Work required:
Below is a listing from which only part is wanted; return exactly the lines from the one with "0)]), name, leader).unwrap();" up to and including the one with "assert_eq!(rome.capital_id, foo);".

════════════════

#[tokio::test]
async fn hostility_follows_relations() {
    let world = World::start(database()).await;
    let db = &world.db;
    let (capital, citizen) = settlement(db, "Capital", &[(0, 0)]);
    let (other_capital, foreigner) = settlement(db, "Elsewhere", &[(60, 60)]);
    let drifter = player(db, "drifter");
    let empire = Nation::create(db, "Empire", capital, 0).unwrap();
    let league = Nation::create(db, "League", other_capital, 0).unwrap();
    NationOutpost::create(db, empire, "Port", "overworld", 2000, 0, 100).unwrap();
    let ridge = Territory::create(db, "Ridge", "overworld", 500, 0, 50, siege()).unwrap();
    world
        .settle(|w| {
            w.caches.players.members_of_nation(league).len() == 1
                && w.caches.settlements.in_nation(empire).len() == 1
                && w.regions.len() == 4
        })
        .await;

    assert!(!world.regions.is_hostile(foreigner, &at(1, 1)));
    assert!(!world.regions.is_hostile(drifter, &at(1, 1)));

    NationRelation::change_wish(db, empire, league, RelationLevel::Enemy).unwrap();
    world.settle(|w| w.regions.is_hostile(foreigner, &at(1, 1))).await;
    assert!(!world.regions.is_hostile(citizen, &at(1, 1)));
    assert!(world.regions.is_hostile(foreigner, &at(2000, 50)));
    assert!(!world.regions.is_hostile(drifter, &at(2000, 50)));
    assert!(!world.regions.is_hostile(foreigner, &at(3000, 0)));

    let mut territory = db.collection::<Territory>().get(ridge).unwrap();
    territory.bastions.push(Bastion {
        name: "Gate".to_string(),
        x: 510,
        y: 64,
        z: 0,
        occupier_id: Some(empire),
    });
    Territory::save(db, &territory).unwrap();
    world
        .settle(|w| {
            w.caches
                .territories
                .try_get(ridge)
                .is_some_and(|t| !t.bastions.is_empty())
        })
        .await;

    assert!(world.regions.is_hostile(foreigner, &at(505, 0)));
    assert!(!world.regions.is_hostile(citizen, &at(505, 0)));
}

#[tokio::test]
async fn deleting_a_region_clears_its_cooldowns() {
    let world = World::start(database()).await;
    let ridge = Territory::create(&world.db, "Ridge", "overworld", 0, 0, 50, siege()).unwrap();
    let key = RegionKey::Territory(ridge);
    world.settle(|w| w.regions.try_get(key).is_some()).await;

    let someone = Oid::new();
    assert!(world.regions.on_failed_access(someone, key));
    assert!(!world.regions.on_failed_access(someone, key));
    assert_eq!(world.regions.cooldown_entries(), 1);

    Territory::delete(&world.db, ridge).unwrap();
    world.settle(|w| w.regions.try_get(key).is_none()).await;
    assert_eq!(world.regions.cooldown_entries(), 0);
    assert!(world.regions.find(&at(0, 0)).is_empty());
}

#[tokio::test]
async fn overlapping_regions_have_a_stable_order() {
    let world = World::start(database()).await;
    for (offset, name) in ["North", "South", "East"].into_iter().enumerate() {
        Territory::create(&world.db, name, "overworld", offset as i32, 0, 100, siege()).unwrap();
    }
    world.settle(|w| w.regions.find(&at(0, 0)).len() == 3).await;

    let ids: Vec<_> = world.regions.find(&at(0, 0)).iter().map(|r| r.read().key().raw()).collect();
    let mut sorted = ids.clone();
    sorted.sort();
    assert_eq!(ids, sorted);
    let unique: HashSet<_> = ids.iter().collect();
    assert_eq!(unique.len(), 3);
}

#[tokio::test]
async fn nations_map_follows_claims_and_owners() {
    let db = database();
    let caches = Caches::new(&db, CacheOptions::default());
    let tick = TickQueue::new();
    let backend = Arc::new(MemoryMap::new());
    let map = NationsMap::new(caches.clone(), backend.clone(), tick.clone());
    map.install();
    caches.load_all().await.unwrap();
    map.refresh();
    let label = |id: &str| backend.marker(NATIONS_SET, id).map(|m| m.label().to_string());

    let (foo, _) = settlement(&db, "Foo", &[(0, 0)]);
    let marker = format!("settlement-{}", foo);
    drain_until(&tick, || label(&marker).as_deref() == Some("Foo")).await;

    let empire = Nation::create(&db, "Empire", foo, 0x3355ff).unwrap();
    drain_until(&tick, || label(&marker).as_deref() == Some("Foo (Empire)")).await;
    match backend.marker(NATIONS_SET, &marker) {
        Some(Marker::Area(area)) => assert_eq!(area.style.fill_color, 0x3355ff),
        other => panic!("unexpected marker {other:?}"),
    }

    let ridge = Territory::create(&db, "Ridge", "overworld", 500, 0, 50, siege()).unwrap();
    let mut territory = Territory {
        nation_id: Some(empire),
        ..db.collection::<Territory>().get(ridge).unwrap()
    };
    territory.bastions = vec![
        Bastion {
            name: "Keep".to_string(),
            x: 510,
            y: 64,
            z: 0,
            occupier_id: Some(empire),
        },
        Bastion {
            name: "Gate".to_string(),
            x: 490,
            y: 64,
            z: 0,
            occupier_id: None,
        },
    ];
    Territory::save(&db, &territory).unwrap();

    let keep = format!("bastion-{}-Keep", ridge);
    let gate = format!("bastion-{}-Gate", ridge);
    drain_until(&tick, || backend.marker(NATIONS_SET, &gate).is_some()).await;
    match backend.marker(NATIONS_SET, &keep) {
        Some(Marker::Point(point)) => {
            assert_eq!(point.icon, "bricks");
            assert_eq!(point.label, "Keep (Empire)");
        }
        other => panic!("unexpected marker {other:?}"),
    }
    match backend.marker(NATIONS_SET, &gate) {
        Some(Marker::Point(point)) => {
            assert_eq!(point.icon, "pirateflag");
            assert_eq!(point.label, "Gate (Not claimed)");
        }
        other => panic!("unexpected marker {other:?}"),
    }
    match backend.marker(NATIONS_SET, &format!("territory-{}", ridge)) {
        Some(Marker::Circle(circle)) => assert_eq!(circle.style.line_color, 0x3355ff),
        other => panic!("unexpected marker {other:?}"),
    }

    Territory::delete(&db, ridge).unwrap();
    drain_until(&tick, || backend.len(NATIONS_SET) == 1).await;
    assert_eq!(backend.ids(NATIONS_SET), vec![marker]);
}

#[tokio::test]
async fn space_map_refreshes_on_body_changes() {
    let db = database();
    let caches = Caches::new(&db, CacheOptions::default());
    let tick = TickQueue::new();
    let backend = Arc::new(MemoryMap::new());
    let map = SpaceMap::new(caches.clone(), backend.clone(), tick.clone());
    map.install();
    caches.load_all().await.unwrap();
    map.refresh();
    assert_eq!(backend.len(SPACE_SET), 0);

    let sol = Star::create(&db, "Sol", "space", Vec3i::new(0, 0, 0), "G").unwrap();
    let terra = Planet::create(&db, "Terra", Some(sol), "space", "terra", Vec3i::new(300, 0, 400), 10).unwrap();

    drain_until(&tick, || backend.len(SPACE_SET) == 3).await;

    match backend.marker(SPACE_SET, &format!("{}_orbit", terra)) {
        Some(Marker::Circle(orbit)) => {
            assert_eq!(orbit.radius, 500);
            assert_eq!((orbit.x, orbit.z), (0, 0));
        }
        other => panic!("unexpected marker {other:?}"),
    }
    match backend.marker(SPACE_SET, &sol.to_string()) {
        Some(Marker::Point(star)) => assert_eq!(star.icon, "sun"),
        other => panic!("unexpected marker {other:?}"),
    }
}
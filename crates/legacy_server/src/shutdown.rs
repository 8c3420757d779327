//! Shutdown coordination between the signal handler, the tick loop and the
//! command executors.

use std::sync::atomic::{AtomicBool, Ordering};
use std::sync::Arc;
use tracing::info;

/// Shared shutdown state.
#[derive(Debug, Clone)]
pub struct ShutdownState {
    /// No new ticks or commands should start
    shutdown_initiated: Arc<AtomicBool>,
    /// Queued work has drained and final cleanup can begin
    shutdown_complete: Arc<AtomicBool>,
}

impl ShutdownState {
    pub fn new() -> Self {
        Self {
            shutdown_initiated: Arc::new(AtomicBool::new(false)),
            shutdown_complete: Arc::new(AtomicBool::new(false)),
        }
    }

    pub fn is_shutdown_initiated(&self) -> bool {
        self.shutdown_initiated.load(Ordering::Acquire)
    }

    pub fn is_shutdown_complete(&self) -> bool {
        self.shutdown_complete.load(Ordering::Acquire)
    }

    pub fn initiate_shutdown(&self) {
        if !self.shutdown_initiated.swap(true, Ordering::AcqRel) {
            info!("🛑 Shutdown initiated - no new ticks or commands will start");
        }
    }

    pub fn complete_shutdown(&self) {
        self.shutdown_complete.store(true, Ordering::Release);
        info!("✅ Pending work drained - ready for final cleanup");
    }
}

impl Default for ShutdownState {
    fn default() -> Self {
        Self::new()
    }
}
use crate::access::Actor;
use crate::region::Region;
use crate::regions::Regions;
use legacy_db::schema::{PlayerId, RelationLevel};
use legacy_db::Location;

impl Regions {
    /// Whether `actor` is standing somewhere hostile to their nation.
    ///
    /// Settlements decide alone: the first settlement found answers with its
    /// nation's relation. Outposts of enemy nations and bastions held by
    /// anyone short of the actor's own nation are hostile. Players without a
    /// nation are never in hostile land.
    pub fn is_hostile(&self, actor: PlayerId, location: &Location) -> bool {
        let Some(theirs) = Actor::resolve(self.caches(), actor).nation else {
            return false;
        };
        let relations = &self.caches().relations;

        for handle in self.find(location) {
            let region = handle.read();
            match &*region {
                Region::Settlement(settlement) => {
                    let Some(ours) = settlement.nation else { continue };
                    return relations.relation(ours, theirs) <= RelationLevel::Enemy;
                }
                Region::NationOutpost(outpost) => {
                    if relations.relation(outpost.nation, theirs) <= RelationLevel::Enemy {
                        return true;
                    }
                }
                Region::Territory(territory) => {
                    let Some(cached) = self.caches().territories.try_get(territory.id) else { continue };
                    let occupier = cached
                        .nearest_bastion(location.block())
                        .and_then(|bastion| bastion.occupier_id);
                    if let Some(occupier) = occupier {
                        if relations.relation(occupier, theirs) <= RelationLevel::Ally {
                            return true;
                        }
                    }
                }
                Region::SettlementZone(_) => {}
            }
        }
        false
    }
}
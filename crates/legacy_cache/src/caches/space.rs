//! Caches for celestial bodies. Every body kind shares one generic cache;
//! planets add a lookup by the world on their surface.

use crate::cache::{CacheOptions, ReplicatedCache};
use crate::index::{IndexHandle, IndexKind};
use compact_str::CompactString;
use legacy_db::schema::{name_key, BlackHole, CelestialBody, CosmicBarrier, Planet, Star};
use legacy_db::{Database, Oid};
use std::ops::Deref;
use std::sync::Arc;

pub struct CelestialBodyCache<B: CelestialBody> {
    cache: ReplicatedCache<B>,
    by_name: IndexHandle<B, String>,
    by_space_world: IndexHandle<B, String>,
}

pub type StarCache = CelestialBodyCache<Star>;
pub type BlackHoleCache = CelestialBodyCache<BlackHole>;
pub type CosmicBarrierCache = CelestialBodyCache<CosmicBarrier>;

impl<B: CelestialBody> CelestialBodyCache<B> {
    pub fn new(db: &Database, name: impl Into<CompactString>, options: CacheOptions) -> Self {
        let cache = ReplicatedCache::with_options(db, name, options);
        let by_name = cache.add_index("name", IndexKind::Unique, |b: &B| name_key(b.name()));
        let by_space_world = cache.add_index("space_world", IndexKind::Hash, |b: &B| b.space_world().to_string());
        Self {
            cache,
            by_name,
            by_space_world,
        }
    }

    pub fn get_by_name(&self, name: &str) -> Option<Arc<B>> {
        self.cache.query_first(&self.by_name, &name_key(name))
    }

    pub fn in_space_world(&self, world: &str) -> Vec<Arc<B>> {
        self.cache.query(&self.by_space_world, &world.to_string())
    }
}

impl<B: CelestialBody> Clone for CelestialBodyCache<B> {
    fn clone(&self) -> Self {
        Self {
            cache: self.cache.clone(),
            by_name: self.by_name.clone(),
            by_space_world: self.by_space_world.clone(),
        }
    }
}

impl<B: CelestialBody> Deref for CelestialBodyCache<B> {
    type Target = ReplicatedCache<B>;

    fn deref(&self) -> &Self::Target {
        &self.cache
    }
}

#[derive(Clone)]
pub struct PlanetCache {
    bodies: CelestialBodyCache<Planet>,
    by_planet_world: IndexHandle<Planet, String>,
    by_sun: IndexHandle<Planet, Oid<Star>>,
}

impl PlanetCache {
    pub fn new(db: &Database, options: CacheOptions) -> Self {
        let bodies = CelestialBodyCache::new(db, "PlanetCache", options);
        let by_planet_world = bodies.add_index("planet_world", IndexKind::Unique, |p: &Planet| name_key(&p.planet_world));
        let by_sun = bodies.add_multi_index("sun", IndexKind::Hash, |p: &Planet| p.sun_id);
        Self {
            bodies,
            by_planet_world,
            by_sun,
        }
    }

    /// The planet whose surface is the world `world`, ignoring case.
    pub fn get_by_planet_world(&self, world: &str) -> Option<Arc<Planet>> {
        self.bodies.query_first(&self.by_planet_world, &name_key(world))
    }

    pub fn orbiting(&self, star: Oid<Star>) -> Vec<Arc<Planet>> {
        self.bodies.query(&self.by_sun, &star)
    }
}

impl Deref for PlanetCache {
    type Target = CelestialBodyCache<Planet>;

    fn deref(&self) -> &Self::Target {
        &self.bodies
    }
}
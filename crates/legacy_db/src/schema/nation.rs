use crate::collection::Database;
use crate::error::{ensure, DbError};
use crate::object::DbObject;
use crate::oid::Oid;
use crate::schema::{
    name_key, same_name, NationOutpost, NationRelation, Player, Settlement, SettlementZone, Territory,
};
use serde::{Deserialize, Serialize};
use std::collections::BTreeSet;

/// Largest valid packed RGB colour.
pub const MAX_COLOR: u32 = 0x00FF_FFFF;

/// A group of settlements led from a capital settlement.
#[derive(Debug, Clone, PartialEq, Eq, Serialize, Deserialize)]
pub struct Nation {
    #[serde(rename = "_id")]
    pub id: Oid<Nation>,
    pub name: String,
    /// The capital also determines the nation's leader.
    pub capital_id: Oid<Settlement>,
    /// Packed RGB used on the map.
    pub color: u32,
    #[serde(default)]
    pub balance: i64,
    /// Settlements invited to join.
    #[serde(default)]
    pub invites: BTreeSet<Oid<Settlement>>,
}

impl DbObject for Nation {
    const COLLECTION: &'static str = "nation";

    fn id(&self) -> Oid<Self> {
        self.id
    }
}

impl Nation {
    /// Founds a nation around `capital`, which must not already be in one.
    /// The capital and all of its members join the new nation.
    pub fn create(db: &Database, name: &str, capital: Oid<Settlement>, color: u32) -> Result<Oid<Nation>, DbError> {
        ensure(color <= MAX_COLOR, || format!("Invalid color {color:#x}"))?;
        db.trx(|tx| {
            ensure(tx.none::<Nation>(|n| same_name(&n.name, name))?, || {
                format!("A nation named {name} already exists")
            })?;
            ensure(tx.matches(capital, |s: &Settlement| s.nation_id.is_none())?, || {
                "The settlement is missing or already in a nation".to_string()
            })?;

            let nation = Nation {
                id: Oid::new(),
                name: name.to_string(),
                capital_id: capital,
                color,
                balance: 0,
                invites: BTreeSet::new(),
            };
            tx.update_many::<Player>(|p| p.settlement_id == Some(capital), |p| p.nation_id = Some(nation.id))?;
            tx.update(capital, |s: &mut Settlement| s.nation_id = Some(nation.id))?;
            tx.insert(&nation)
        })
    }

    /// Disbands the nation and clears every reference to it.
    pub fn delete(db: &Database, id: Oid<Nation>) -> Result<(), DbError> {
        db.trx(|tx| {
            ensure(tx.exists(id)?, || "No such nation".to_string())?;

            tx.update_many::<Territory>(
                |t| t.nation_id == Some(id),
                |t| {
                    t.nation_id = None;
                    for bastion in &mut t.bastions {
                        bastion.occupier_id = None;
                    }
                },
            )?;
            tx.update_many::<SettlementZone>(
                |z| z.trusted_nations.as_ref().is_some_and(|t| t.contains(&id)),
                |z| {
                    if let Some(trusted) = z.trusted_nations.as_mut() {
                        trusted.remove(&id);
                    }
                },
            )?;
            tx.update_many::<Settlement>(|s| s.nation_id == Some(id), |s| s.nation_id = None)?;
            tx.delete_many::<NationRelation>(|r| r.nation_id == id || r.other_id == id)?;
            tx.update_many::<Player>(|p| p.nation_id == Some(id), |p| p.nation_id = None)?;
            tx.update_many::<NationOutpost>(
                |o| o.nation_id != id && o.trusted_nation_ids.contains(&id),
                |o| {
                    o.trusted_nation_ids.remove(&id);
                },
            )?;
            tx.delete_many::<NationOutpost>(|o| o.nation_id == id)?;
            tx.delete(id)?;
            Ok(())
        })
    }

    pub fn set_name(db: &Database, id: Oid<Nation>, name: &str) -> Result<(), DbError> {
        db.trx(|tx| {
            ensure(tx.none::<Nation>(|n| n.id != id && same_name(&n.name, name))?, || {
                "A different nation with that name already exists".to_string()
            })?;
            tx.update(id, |n: &mut Nation| n.name = name.to_string()).map(|_| ())
        })
    }

    pub fn set_color(db: &Database, id: Oid<Nation>, color: u32) -> Result<(), DbError> {
        ensure(color <= MAX_COLOR, || format!("Invalid color {color:#x}"))?;
        db.collection::<Nation>().update(id, |n| n.color = color).map(|_| ())
    }

    pub fn set_capital(db: &Database, id: Oid<Nation>, capital: Oid<Settlement>) -> Result<(), DbError> {
        db.trx(|tx| {
            ensure(tx.matches(capital, |s: &Settlement| s.nation_id == Some(id))?, || {
                "Settlement not in nation".to_string()
            })?;
            ensure(tx.matches(id, |n: &Nation| n.capital_id != capital)?, || {
                "Settlement is already the capital".to_string()
            })?;
            tx.update(id, |n: &mut Nation| n.capital_id = capital).map(|_| ())
        })
    }

    pub fn add_invite(db: &Database, id: Oid<Nation>, settlement: Oid<Settlement>) -> Result<(), DbError> {
        db.collection::<Nation>()
            .update(id, |n| {
                n.invites.insert(settlement);
            })
            .map(|_| ())
    }

    pub fn remove_invite(db: &Database, id: Oid<Nation>, settlement: Oid<Settlement>) -> Result<(), DbError> {
        db.collection::<Nation>()
            .update(id, |n| {
                n.invites.remove(&settlement);
            })
            .map(|_| ())
    }

    pub fn is_invited(&self, settlement: Oid<Settlement>) -> bool {
        self.invites.contains(&settlement)
    }

    pub fn deposit(db: &Database, id: Oid<Nation>, amount: i64) -> Result<(), DbError> {
        ensure(amount >= 0, || "Amount must not be negative".to_string())?;
        db.collection::<Nation>().update(id, |n| n.balance += amount).map(|_| ())
    }

    pub fn withdraw(db: &Database, id: Oid<Nation>, amount: i64) -> Result<(), DbError> {
        ensure(amount >= 0, || "Amount must not be negative".to_string())?;
        db.trx(|tx| {
            ensure(tx.matches(id, |n: &Nation| n.balance >= amount)?, || {
                "Insufficient nation balance".to_string()
            })?;
            tx.update(id, |n: &mut Nation| n.balance -= amount).map(|_| ())
        })
    }

    pub fn name_key(&self) -> String {
        name_key(&self.name)
    }
}
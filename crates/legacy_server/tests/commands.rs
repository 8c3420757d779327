use lib_legacy::config::AppConfig;
use lib_legacy::{CommandError, LegacyServer};
use legacy_db::geometry::chunk_key;
use legacy_db::schema::*;
use legacy_db::{Database, Location, Oid};
use legacy_regions::map::{Marker, NATIONS_SET};
use legacy_regions::MemoryMap;
use std::collections::BTreeSet;
use std::sync::Arc;
use std::time::{Duration, Instant};

async fn started() -> LegacyServer {
    let server = LegacyServer::new(&AppConfig::default());
    server.start().await.unwrap();
    server
}

/// Runs tick work until `check` holds.
async fn settle(server: &LegacyServer, mut check: impl FnMut() -> bool) {
    let deadline = Instant::now() + Duration::from_secs(5);
    loop {
        server.tick_queue().run_pending();
        if check() {
            return;
        }
        assert!(Instant::now() < deadline, "condition not reached in time");
        tokio::time::sleep(Duration::from_millis(5)).await;
    }
}

fn player(db: &Database, name: &str) -> PlayerId {
    let id = Oid::new();
    Player::register(db, id, name).unwrap();
    id
}

/// A settlement of one chunk at chunk `(x, 0)`, with its leader.
async fn settlement(server: &LegacyServer, name: &str, x: i32) -> (Oid<Settlement>, PlayerId) {
    let db = server.database();
    let leader = player(db, &format!("{name}_leader"));
    let id = Settlement::create(db, "overworld", BTreeSet::from([chunk_key(x, 0)]), name, leader).unwrap();
    settle(server, || {
        server.caches().settlements.contains(id)
            && server
                .caches()
                .players
                .try_get(leader)
                .is_some_and(|p| p.settlement_id == Some(id))
    })
    .await;
    (id, leader)
}

/// Founds a nation and waits until every cache involved has caught up.
async fn nation(server: &LegacyServer, leader: PlayerId, name: &str) -> Arc<Nation> {
    server.commands().create_nation(leader, name, 0x00AA00).await.unwrap();
    let caches = server.caches();
    settle(server, || {
        let Some(nation) = caches.nations.get_by_name(name) else { return false };
        caches.settlements.try_get(nation.capital_id).is_some_and(|s| s.nation_id == Some(nation.id))
            && caches.players.try_get(leader).is_some_and(|p| p.nation_id == Some(nation.id))
    })
    .await;
    caches.nations.get_by_name(name).unwrap()
}

fn markers(server: &LegacyServer) -> &MemoryMap {
    // the default configuration enables map sync
    server.markers().unwrap()
}

#[tokio::test]
async fn founding_a_nation_updates_caches_and_map() {
    let server = started().await;
    let (foo, leader) = settlement(&server, "Foo", 0).await;

    let message = server.commands().create_nation(leader, "Rome", 0xFF0000).await.unwrap();
    assert_eq!(message, "Created nation Rome");

    settle(&server, || {
        server
            .caches()
            .settlements
            .try_get(foo)
            .is_some_and(|s| s.nation_id.is_some())
    })
    .await;
    let rome = server.caches().nations.get_by_name("rome").unwrap();
    assert_eq!(rome.capital_id, foo);
    settle(&server, || {
        server
            .caches()
            .players
            .try_get(leader)
            .is_some_and(|p| p.nation_id == Some(rome.id))
    })
    .await;

    let marker_id = format!("settlement-{foo}");
    settle(&server, || {
        matches!(markers(&server).marker(NATIONS_SET, &marker_id), Some(Marker::Area(area)) if area.label == "Foo (Rome)")
    })
    .await;
}

#[tokio::test]
async fn founding_is_rejected_with_a_readable_reason() {
    let server = started().await;
    let (_, leader) = settlement(&server, "Foo", 0).await;
    let (bar, other_leader) = settlement(&server, "Bar", 5).await;
    nation(&server, leader, "Rome").await;

    let err = server.commands().create_nation(other_leader, "ROME", 0x123456).await.unwrap_err();
    assert!(matches!(err, CommandError::Invalid(_)));
    assert_eq!(err.to_string(), "A nation named ROME already exists");

    let err = server.commands().create_nation(leader, "Carthage", 0x123456).await.unwrap_err();
    assert_eq!(err.to_string(), "Foo is already in a nation");

    let err = server.commands().create_nation(other_leader, "Bad Name", 0x123456).await.unwrap_err();
    assert!(matches!(err, CommandError::Invalid(_)));

    let err = server.commands().create_nation(other_leader, "Carthage", 0x1000000).await.unwrap_err();
    assert!(matches!(err, CommandError::Invalid(_)));

    // a member who does not lead the settlement
    let member = player(server.database(), "Member");
    server
        .database()
        .collection::<Player>()
        .update(member, |p| p.settlement_id = Some(bar))
        .unwrap();
    settle(&server, || {
        server
            .caches()
            .players
            .try_get(member)
            .is_some_and(|p| p.settlement_id == Some(bar))
    })
    .await;
    let err = server.commands().create_nation(member, "Carthage", 0x123456).await.unwrap_err();
    assert_eq!(err.to_string(), "Only the leader of Bar can do that");

    let stranger = Oid::new();
    let err = server.commands().create_nation(stranger, "Carthage", 0x123456).await.unwrap_err();
    assert!(matches!(err, CommandError::Invalid(_)));
}

#[tokio::test]
async fn relation_wishes_resolve_to_the_lower_stance() {
    let server = started().await;
    let (_, rome_leader) = settlement(&server, "Foo", 0).await;
    let (bar, carthage_leader) = settlement(&server, "Bar", 5).await;
    let rome = nation(&server, rome_leader, "Rome").await;
    let carthage = nation(&server, carthage_leader, "Carthage").await;

    let message = server
        .commands()
        .set_relation_wish(rome_leader, "carthage", "ally")
        .await
        .unwrap();
    assert_eq!(message, "Your wish toward Carthage is now ALLY. Your relation is NONE.");

    let message = server
        .commands()
        .set_relation_wish(carthage_leader, "Rome", "Ally")
        .await
        .unwrap();
    assert_eq!(message, "Your wish toward Rome is now ALLY. Your relation is ALLY.");

    let message = server
        .commands()
        .set_relation_wish(carthage_leader, "Rome", "enemy")
        .await
        .unwrap();
    assert_eq!(message, "Your wish toward Rome is now ENEMY. Your relation is ENEMY.");

    let relations = &server.caches().relations;
    settle(&server, || {
        relations.relation(rome.id, carthage.id) == RelationLevel::Enemy
            && relations.relation(carthage.id, rome.id) == RelationLevel::Enemy
    })
    .await;
    assert_eq!(relations.wish(rome.id, carthage.id), RelationLevel::Ally);

    // Carthage's land is now hostile ground for Rome's leader
    let inside_bar = Location::new("overworld", 5 * 16 + 3, 64, 4);
    settle(&server, || {
        server.caches().settlements.try_get(bar).is_some_and(|s| s.nation_id == Some(carthage.id))
            && server.regions().is_hostile(rome_leader, &inside_bar)
    })
    .await;

    let err = server
        .commands()
        .set_relation_wish(rome_leader, "Carthage", "frenemy")
        .await
        .unwrap_err();
    assert!(err.to_string().starts_with("Unknown relation frenemy"));

    let err = server
        .commands()
        .set_relation_wish(rome_leader, "Rome", "enemy")
        .await
        .unwrap_err();
    assert_eq!(err.to_string(), "A nation cannot change its relation with itself");

    let err = server
        .commands()
        .set_relation_wish(rome_leader, "Atlantis", "enemy")
        .await
        .unwrap_err();
    assert_eq!(err.to_string(), "No nation named Atlantis");
}

#[tokio::test]
async fn claimed_chunks_become_part_of_the_settlement_region() {
    let server = started().await;
    let (foo, leader) = settlement(&server, "Foo", 0).await;
    let (_, other_leader) = settlement(&server, "Bar", 5).await;

    let target = Location::new("overworld", 2 * 16 + 1, 70, 8);
    let message = server.commands().claim_chunk(leader, &target).await.unwrap();
    assert_eq!(message, "Claimed chunk (2, 0) for Foo");

    settle(&server, || {
        server
            .regions()
            .find(&target)
            .first()
            .is_some_and(|region| region.read().key() == legacy_regions::RegionKey::Settlement(foo))
    })
    .await;
    assert!(server.regions().inaccess_message_at(leader, &target).is_none());
    assert_eq!(
        server.regions().inaccess_message_at(other_leader, &target).as_deref(),
        Some("This land is claimed by the settlement Foo")
    );

    // land owned by someone else is refused by the store
    let err = server.commands().claim_chunk(other_leader, &target).await.unwrap_err();
    assert!(matches!(err, CommandError::Invalid(_)));

    let err = server.commands().claim_chunk(leader, &target).await.unwrap_err();
    assert_eq!(err.to_string(), "Foo already owns this chunk");

    let elsewhere = Location::new("nether", 0, 64, 0);
    let err = server.commands().claim_chunk(leader, &elsewhere).await.unwrap_err();
    assert_eq!(err.to_string(), "Foo can only claim land in overworld");
}

#[tokio::test]
async fn settlements_join_nations_only_when_invited() {
    let server = started().await;
    let (_, rome_leader) = settlement(&server, "Foo", 0).await;
    let (bar, bar_leader) = settlement(&server, "Bar", 5).await;
    let rome = nation(&server, rome_leader, "Rome").await;

    let err = server.commands().join_nation(bar_leader, "Rome").await.unwrap_err();
    assert_eq!(err.to_string(), "Rome has not invited Bar");

    Nation::add_invite(server.database(), rome.id, bar).unwrap();
    settle(&server, || {
        server
            .caches()
            .nations
            .try_get(rome.id)
            .is_some_and(|n| n.is_invited(bar))
    })
    .await;

    let message = server.commands().join_nation(bar_leader, "rome").await.unwrap();
    assert_eq!(message, "Bar joined Rome");

    settle(&server, || {
        server.caches().settlements.try_get(bar).is_some_and(|s| s.nation_id == Some(rome.id))
            && server.caches().players.members_of_nation(rome.id).len() == 2
    })
    .await;

    let err = server.commands().join_nation(bar_leader, "Rome").await.unwrap_err();
    assert_eq!(err.to_string(), "Bar is already in a nation");
}

#[tokio::test]
async fn shutdown_closes_the_command_surface() {
    let server = started().await;
    let (_, leader) = settlement(&server, "Foo", 0).await;
    server.shutdown().await;

    let err = server.commands().create_nation(leader, "Rome", 0xFF0000).await.unwrap_err();
    assert!(matches!(err, CommandError::Closed));
}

════════════════

Response to this task:
    let id = Settlement::create(db, "overworld", BTreeSet::from([chunk_key(x, 0)]), name, leader).unwrap();
    settle(server, || {
        server.caches().settlements.contains(id)
            && server
                .caches()
                .players
                .try_get(leader)
                .is_some_and(|p| p.settlement_id == Some(id))
    })
    .await;
    (id, leader)
}

/// Founds a nation and waits until every cache involved has caught up.
async fn nation(server: &LegacyServer, leader: PlayerId, name: &str) -> Arc<Nation> {
    server.commands().create_nation(leader, name, 0x00AA00).await.unwrap();
    let caches = server.caches();
    settle(server, || {
        let Some(nation) = caches.nations.get_by_name(name) else { return false };
        caches.settlements.try_get(nation.capital_id).is_some_and(|s| s.nation_id == Some(nation.id))
            && caches.players.try_get(leader).is_some_and(|p| p.nation_id == Some(nation.id))
    })
    .await;
    caches.nations.get_by_name(name).unwrap()
}

fn markers(server: &LegacyServer) -> &MemoryMap {
    // the default configuration enables map sync
    server.markers().unwrap()
}

#[tokio::test]
async fn founding_a_nation_updates_caches_and_map() {
    let server = started().await;
    let (foo, leader) = settlement(&server, "Foo", 0).await;

    let message = server.commands().create_nation(leader, "Rome", 0xFF0000).await.unwrap();
    assert_eq!(message, "Created nation Rome");

    settle(&server, || {
        server
            .caches()
            .settlements
            .try_get(foo)
            .is_some_and(|s| s.nation_id.is_some())
    })
    .await;
    let rome = server.caches().nations.get_by_name("rome").unwrap();
    assert_eq!(rome.capital_id, foo);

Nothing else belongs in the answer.